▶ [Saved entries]
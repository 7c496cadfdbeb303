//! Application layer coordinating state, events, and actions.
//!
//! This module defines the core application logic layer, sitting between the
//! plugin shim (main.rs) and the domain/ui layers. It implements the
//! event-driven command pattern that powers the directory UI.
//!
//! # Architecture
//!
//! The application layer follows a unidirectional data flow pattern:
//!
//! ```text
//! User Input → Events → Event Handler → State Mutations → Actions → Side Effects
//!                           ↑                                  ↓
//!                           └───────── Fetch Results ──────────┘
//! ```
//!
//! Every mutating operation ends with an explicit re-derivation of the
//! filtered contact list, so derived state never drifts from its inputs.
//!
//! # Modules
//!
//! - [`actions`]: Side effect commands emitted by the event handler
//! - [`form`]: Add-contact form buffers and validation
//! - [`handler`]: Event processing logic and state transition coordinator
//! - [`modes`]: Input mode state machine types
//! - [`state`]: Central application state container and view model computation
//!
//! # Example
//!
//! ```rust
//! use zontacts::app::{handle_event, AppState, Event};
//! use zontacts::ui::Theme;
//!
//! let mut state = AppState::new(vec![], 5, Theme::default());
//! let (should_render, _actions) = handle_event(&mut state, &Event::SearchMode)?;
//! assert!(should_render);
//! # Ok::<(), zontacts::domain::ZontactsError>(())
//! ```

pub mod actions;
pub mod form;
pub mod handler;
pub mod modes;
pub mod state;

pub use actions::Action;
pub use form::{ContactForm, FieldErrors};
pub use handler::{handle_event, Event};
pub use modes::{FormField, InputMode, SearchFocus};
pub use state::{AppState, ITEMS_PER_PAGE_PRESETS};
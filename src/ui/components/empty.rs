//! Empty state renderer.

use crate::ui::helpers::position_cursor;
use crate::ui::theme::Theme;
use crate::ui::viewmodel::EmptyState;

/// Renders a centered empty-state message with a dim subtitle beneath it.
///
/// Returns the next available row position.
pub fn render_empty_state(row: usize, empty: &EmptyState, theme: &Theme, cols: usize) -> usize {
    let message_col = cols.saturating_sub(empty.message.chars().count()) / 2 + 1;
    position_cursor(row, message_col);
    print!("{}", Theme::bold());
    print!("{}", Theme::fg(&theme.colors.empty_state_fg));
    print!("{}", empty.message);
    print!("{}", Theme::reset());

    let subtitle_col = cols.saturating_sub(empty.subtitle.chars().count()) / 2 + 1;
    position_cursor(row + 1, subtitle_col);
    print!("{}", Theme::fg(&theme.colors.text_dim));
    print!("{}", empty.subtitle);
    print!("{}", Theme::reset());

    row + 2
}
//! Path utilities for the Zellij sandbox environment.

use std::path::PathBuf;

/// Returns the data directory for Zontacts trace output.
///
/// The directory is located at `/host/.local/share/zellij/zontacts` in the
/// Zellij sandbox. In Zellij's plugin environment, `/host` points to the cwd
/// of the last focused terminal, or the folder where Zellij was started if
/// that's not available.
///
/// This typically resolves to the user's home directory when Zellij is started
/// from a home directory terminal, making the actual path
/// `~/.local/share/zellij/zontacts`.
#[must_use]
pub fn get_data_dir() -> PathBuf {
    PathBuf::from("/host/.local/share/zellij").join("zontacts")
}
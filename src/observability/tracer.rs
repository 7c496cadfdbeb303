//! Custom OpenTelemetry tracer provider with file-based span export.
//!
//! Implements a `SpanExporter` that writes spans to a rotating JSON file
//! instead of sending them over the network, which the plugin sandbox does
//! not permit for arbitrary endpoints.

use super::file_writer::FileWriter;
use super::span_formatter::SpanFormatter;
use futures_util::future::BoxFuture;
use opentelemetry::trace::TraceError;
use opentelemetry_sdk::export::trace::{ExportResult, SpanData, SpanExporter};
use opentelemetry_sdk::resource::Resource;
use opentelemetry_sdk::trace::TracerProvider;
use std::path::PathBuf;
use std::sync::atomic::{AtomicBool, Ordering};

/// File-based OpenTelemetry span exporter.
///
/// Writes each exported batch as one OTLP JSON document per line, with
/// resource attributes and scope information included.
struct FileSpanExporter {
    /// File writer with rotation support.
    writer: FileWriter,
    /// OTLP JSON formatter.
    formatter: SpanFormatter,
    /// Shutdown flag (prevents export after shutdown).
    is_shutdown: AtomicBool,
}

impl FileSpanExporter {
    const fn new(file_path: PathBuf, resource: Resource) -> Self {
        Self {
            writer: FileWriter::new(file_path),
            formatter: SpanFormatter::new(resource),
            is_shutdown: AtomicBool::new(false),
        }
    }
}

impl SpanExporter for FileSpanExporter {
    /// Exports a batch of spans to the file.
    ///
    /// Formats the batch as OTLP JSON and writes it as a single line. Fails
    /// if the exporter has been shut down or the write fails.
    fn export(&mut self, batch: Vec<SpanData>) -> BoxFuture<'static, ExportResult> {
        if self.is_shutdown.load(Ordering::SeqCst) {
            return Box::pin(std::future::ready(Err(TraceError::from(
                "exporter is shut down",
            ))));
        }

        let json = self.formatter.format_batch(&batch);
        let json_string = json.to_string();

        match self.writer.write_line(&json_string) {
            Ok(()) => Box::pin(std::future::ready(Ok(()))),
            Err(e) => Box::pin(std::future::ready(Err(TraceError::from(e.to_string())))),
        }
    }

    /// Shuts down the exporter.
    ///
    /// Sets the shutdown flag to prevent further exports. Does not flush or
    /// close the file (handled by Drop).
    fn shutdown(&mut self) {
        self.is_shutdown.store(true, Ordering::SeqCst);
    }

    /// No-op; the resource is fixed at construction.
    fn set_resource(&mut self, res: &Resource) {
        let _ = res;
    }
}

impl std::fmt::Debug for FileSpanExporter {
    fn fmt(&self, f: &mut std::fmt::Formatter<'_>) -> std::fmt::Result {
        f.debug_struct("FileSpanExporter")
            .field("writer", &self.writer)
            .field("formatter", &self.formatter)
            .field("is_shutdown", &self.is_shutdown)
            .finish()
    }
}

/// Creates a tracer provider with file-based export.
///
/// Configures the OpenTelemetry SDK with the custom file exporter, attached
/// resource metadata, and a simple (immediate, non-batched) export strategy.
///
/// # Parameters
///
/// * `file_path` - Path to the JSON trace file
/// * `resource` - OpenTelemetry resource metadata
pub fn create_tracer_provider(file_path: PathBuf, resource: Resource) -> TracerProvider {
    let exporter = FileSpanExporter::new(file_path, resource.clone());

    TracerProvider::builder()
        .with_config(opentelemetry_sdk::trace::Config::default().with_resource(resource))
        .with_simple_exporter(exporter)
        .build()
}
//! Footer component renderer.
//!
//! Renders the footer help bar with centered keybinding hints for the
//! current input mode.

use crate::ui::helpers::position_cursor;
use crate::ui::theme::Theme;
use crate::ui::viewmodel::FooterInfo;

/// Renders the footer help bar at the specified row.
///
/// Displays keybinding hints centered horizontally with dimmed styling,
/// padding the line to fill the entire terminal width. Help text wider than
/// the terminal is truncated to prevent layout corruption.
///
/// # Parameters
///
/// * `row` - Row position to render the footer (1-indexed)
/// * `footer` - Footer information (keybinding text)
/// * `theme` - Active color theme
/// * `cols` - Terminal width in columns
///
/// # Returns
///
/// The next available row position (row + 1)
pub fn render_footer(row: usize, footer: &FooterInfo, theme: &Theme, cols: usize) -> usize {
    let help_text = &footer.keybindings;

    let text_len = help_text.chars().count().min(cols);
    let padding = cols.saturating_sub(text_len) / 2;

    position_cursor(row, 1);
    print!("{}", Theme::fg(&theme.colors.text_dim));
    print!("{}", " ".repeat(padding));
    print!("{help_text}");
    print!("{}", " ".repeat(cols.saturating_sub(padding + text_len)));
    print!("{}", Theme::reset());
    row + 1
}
---
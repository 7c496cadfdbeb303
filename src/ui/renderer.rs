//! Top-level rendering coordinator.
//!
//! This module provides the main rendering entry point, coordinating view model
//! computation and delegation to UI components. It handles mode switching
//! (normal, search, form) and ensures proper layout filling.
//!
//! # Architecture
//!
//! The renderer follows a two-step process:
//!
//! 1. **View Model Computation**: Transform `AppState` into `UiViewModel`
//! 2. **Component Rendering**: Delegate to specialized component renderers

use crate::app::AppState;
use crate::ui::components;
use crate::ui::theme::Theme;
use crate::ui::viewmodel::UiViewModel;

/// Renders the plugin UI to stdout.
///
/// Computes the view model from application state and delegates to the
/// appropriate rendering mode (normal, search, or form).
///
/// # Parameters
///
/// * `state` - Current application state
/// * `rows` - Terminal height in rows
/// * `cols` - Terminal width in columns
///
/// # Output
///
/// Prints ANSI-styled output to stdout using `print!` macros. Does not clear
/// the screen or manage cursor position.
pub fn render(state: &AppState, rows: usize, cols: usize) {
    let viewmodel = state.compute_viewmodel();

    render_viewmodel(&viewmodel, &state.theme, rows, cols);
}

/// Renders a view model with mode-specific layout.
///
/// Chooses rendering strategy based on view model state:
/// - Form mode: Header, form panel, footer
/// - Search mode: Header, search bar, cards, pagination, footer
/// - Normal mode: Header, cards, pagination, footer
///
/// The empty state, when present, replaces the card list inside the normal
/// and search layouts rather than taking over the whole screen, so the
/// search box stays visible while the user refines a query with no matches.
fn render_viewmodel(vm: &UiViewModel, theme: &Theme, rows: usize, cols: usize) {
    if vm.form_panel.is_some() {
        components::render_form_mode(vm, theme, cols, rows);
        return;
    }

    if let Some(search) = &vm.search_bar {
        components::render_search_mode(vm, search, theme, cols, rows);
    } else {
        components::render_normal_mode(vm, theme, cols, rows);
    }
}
* * *
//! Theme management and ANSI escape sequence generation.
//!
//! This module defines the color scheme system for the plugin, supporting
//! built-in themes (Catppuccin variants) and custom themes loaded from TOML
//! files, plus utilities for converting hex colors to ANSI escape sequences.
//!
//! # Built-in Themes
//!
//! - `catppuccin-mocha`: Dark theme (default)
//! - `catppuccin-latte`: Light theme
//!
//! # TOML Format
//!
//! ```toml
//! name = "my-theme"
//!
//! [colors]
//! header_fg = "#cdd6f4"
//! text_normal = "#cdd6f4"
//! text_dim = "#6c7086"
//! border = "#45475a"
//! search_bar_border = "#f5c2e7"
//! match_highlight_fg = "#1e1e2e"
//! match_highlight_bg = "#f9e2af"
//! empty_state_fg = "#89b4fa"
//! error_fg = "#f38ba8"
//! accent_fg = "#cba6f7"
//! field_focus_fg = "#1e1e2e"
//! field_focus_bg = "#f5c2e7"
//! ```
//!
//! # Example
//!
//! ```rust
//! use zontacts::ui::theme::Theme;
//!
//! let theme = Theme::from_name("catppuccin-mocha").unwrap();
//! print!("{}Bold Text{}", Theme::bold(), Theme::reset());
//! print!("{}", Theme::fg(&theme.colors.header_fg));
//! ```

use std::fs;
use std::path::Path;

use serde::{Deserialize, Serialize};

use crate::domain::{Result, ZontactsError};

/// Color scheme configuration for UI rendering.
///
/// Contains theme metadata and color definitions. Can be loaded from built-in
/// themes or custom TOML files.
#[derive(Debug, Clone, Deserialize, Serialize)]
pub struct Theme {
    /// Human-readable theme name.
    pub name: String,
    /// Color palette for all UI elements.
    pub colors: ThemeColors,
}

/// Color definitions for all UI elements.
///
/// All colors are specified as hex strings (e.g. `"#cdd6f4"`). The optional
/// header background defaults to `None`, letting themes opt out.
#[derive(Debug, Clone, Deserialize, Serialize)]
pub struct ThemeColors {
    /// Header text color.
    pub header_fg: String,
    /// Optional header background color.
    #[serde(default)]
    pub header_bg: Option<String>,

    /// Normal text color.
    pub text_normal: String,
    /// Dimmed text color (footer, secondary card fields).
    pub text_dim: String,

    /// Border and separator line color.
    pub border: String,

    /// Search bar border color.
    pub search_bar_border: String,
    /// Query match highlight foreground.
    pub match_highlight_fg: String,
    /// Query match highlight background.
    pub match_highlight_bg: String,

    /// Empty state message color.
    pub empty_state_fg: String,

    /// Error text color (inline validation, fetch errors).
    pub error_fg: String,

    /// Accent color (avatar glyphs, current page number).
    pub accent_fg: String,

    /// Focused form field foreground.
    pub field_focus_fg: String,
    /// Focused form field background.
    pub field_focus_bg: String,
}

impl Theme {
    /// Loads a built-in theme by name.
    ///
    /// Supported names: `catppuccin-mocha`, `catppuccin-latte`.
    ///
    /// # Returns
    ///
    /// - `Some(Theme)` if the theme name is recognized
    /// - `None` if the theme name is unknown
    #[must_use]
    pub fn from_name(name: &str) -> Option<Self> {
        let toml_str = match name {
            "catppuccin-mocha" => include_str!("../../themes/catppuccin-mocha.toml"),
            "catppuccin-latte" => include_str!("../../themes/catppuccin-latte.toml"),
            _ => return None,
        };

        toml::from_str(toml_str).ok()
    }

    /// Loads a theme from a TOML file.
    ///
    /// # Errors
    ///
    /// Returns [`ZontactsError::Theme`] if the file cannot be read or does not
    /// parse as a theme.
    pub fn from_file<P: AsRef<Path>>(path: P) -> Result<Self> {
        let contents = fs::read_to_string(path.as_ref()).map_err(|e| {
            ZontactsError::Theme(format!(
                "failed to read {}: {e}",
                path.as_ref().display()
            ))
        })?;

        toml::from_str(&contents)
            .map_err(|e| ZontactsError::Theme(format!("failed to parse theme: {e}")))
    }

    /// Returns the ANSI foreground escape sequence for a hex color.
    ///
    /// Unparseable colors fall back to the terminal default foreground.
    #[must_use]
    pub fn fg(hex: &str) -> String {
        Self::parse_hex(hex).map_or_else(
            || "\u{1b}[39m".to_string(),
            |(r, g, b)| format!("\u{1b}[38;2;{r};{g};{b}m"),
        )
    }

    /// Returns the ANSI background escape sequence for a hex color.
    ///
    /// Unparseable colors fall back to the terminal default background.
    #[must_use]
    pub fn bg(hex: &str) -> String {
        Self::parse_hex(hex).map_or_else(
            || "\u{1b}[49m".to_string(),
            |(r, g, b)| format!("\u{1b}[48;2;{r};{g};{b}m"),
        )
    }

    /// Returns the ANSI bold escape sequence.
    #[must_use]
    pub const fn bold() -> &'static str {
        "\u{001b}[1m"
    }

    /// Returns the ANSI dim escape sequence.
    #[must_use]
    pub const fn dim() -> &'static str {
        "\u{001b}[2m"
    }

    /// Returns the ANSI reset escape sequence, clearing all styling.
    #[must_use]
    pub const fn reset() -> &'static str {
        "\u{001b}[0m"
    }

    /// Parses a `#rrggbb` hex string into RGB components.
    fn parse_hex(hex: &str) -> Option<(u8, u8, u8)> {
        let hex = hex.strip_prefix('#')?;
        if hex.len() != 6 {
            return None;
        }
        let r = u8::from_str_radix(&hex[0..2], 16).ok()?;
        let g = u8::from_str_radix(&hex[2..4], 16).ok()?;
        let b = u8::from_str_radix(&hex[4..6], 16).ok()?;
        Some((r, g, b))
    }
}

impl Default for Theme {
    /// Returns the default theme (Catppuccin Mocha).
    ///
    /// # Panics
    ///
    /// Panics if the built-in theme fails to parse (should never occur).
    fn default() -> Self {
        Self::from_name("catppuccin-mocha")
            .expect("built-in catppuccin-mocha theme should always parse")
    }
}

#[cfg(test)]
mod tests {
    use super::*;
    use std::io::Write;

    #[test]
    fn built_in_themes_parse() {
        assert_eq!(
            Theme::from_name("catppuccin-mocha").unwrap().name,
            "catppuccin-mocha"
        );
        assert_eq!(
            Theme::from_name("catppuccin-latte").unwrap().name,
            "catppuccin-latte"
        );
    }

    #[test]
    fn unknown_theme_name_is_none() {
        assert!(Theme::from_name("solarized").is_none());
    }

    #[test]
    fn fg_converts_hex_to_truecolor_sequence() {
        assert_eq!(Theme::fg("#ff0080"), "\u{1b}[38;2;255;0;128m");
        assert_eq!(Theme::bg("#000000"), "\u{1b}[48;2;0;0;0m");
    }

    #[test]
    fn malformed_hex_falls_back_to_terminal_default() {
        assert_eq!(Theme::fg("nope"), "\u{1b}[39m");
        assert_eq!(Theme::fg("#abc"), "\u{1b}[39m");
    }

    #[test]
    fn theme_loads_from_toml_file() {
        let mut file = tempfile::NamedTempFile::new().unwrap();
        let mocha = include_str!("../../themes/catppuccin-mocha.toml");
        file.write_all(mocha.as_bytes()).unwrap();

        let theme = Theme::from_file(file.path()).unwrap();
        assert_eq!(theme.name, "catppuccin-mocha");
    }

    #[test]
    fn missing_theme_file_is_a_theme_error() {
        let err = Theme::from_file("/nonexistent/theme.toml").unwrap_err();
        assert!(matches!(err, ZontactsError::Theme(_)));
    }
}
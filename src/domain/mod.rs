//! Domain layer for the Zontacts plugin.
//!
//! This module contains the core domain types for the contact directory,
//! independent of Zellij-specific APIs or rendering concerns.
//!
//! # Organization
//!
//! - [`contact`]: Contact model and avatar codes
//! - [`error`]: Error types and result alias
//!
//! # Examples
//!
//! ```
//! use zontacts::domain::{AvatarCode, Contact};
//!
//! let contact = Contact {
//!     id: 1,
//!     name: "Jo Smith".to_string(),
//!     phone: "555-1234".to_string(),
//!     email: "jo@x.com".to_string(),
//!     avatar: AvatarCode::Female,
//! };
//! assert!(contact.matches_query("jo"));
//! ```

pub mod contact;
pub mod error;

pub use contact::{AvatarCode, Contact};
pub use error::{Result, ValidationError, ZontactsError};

▶ [Problem]
Begin at the line above that has "with file-based export." and stop after the line that has "OpenTelemetry resource metadata", copying each line exactly and adding nothing else.

▶ [Reply]
/// Creates a tracer provider with file-based export.
///
/// Configures the OpenTelemetry SDK with the custom file exporter, attached
/// resource metadata, and a simple (immediate, non-batched) export strategy.
///
/// # Parameters
///
/// * `file_path` - Path to the JSON trace file
/// * `resource` - OpenTelemetry resource metadata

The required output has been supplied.